//! Formant vowel synthesis in Rust.
//!
//! A vowel is built from three pieces:
//! a glottal impulse train ([`voiced_excitation`]),
//! one second-order digital resonator per formant ([`resonator`]),
//! and the sum of four such resonators driven by the same excitation ([`synthesize_vowel`]).
//!
//! *NOTE*: This is _not_ a text-to-speech engine.
//! Every function is a pure computation over the parameters you pass in.
//!
//! ## `no_std`
//!
//! The synthesis core is `no_std` compatible, `alloc` is required.
//! Pick the math backend with either the `std` (default) or the `libm` feature.
//! WAV export (`wav`) and the `vowel` binary (`cli`) need `std`.

#![cfg_attr(not(feature = "std"), no_std)]
#![deny(
    clippy::all,
    clippy::cargo,
    clippy::pedantic,
    unsafe_code,
    rustdoc::all
)]
// fine for us since loss of precision/sign is not that imporatnt, as long as it's the same every time.
#![allow(clippy::cast_precision_loss, clippy::cast_possible_truncation)]

#[cfg(all(feature = "std", feature = "libm"))]
compile_error!("Features \"std\" and \"libm\" are mutually exclusive.");

#[cfg(not(any(feature = "std", feature = "libm")))]
compile_error!("Must specify a math feature: either \"std\" or \"libm\".");

extern crate alloc;

mod error;
pub use error::{Error, Result};
mod traits;
pub use traits::BasicFilter;
mod math;
mod poly_real;
pub use poly_real::TransferFunction;
mod excitation;
pub use excitation::voiced_excitation;
mod resonator;
pub use resonator::{Resonator, resonator};
mod vowel;
pub use vowel::{
    FORMANT_COUNT, Formant, VowelParms, get_vowel_transfer_function_coefficients, synthesize_vowel,
};
mod dft;
pub use dft::{dft, dft_matrix};
#[cfg(feature = "wav")]
pub mod wav;

#[cfg(test)]
mod lib_tests;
§
▸ WHAT TO PRODUCE
Look through the entries and return every line where "clippy" appears.

▸ WRITTEN ANSWER
    clippy::all,
    clippy::cargo,
    clippy::pedantic,
#![allow(clippy::cast_precision_loss, clippy::cast_possible_truncation)]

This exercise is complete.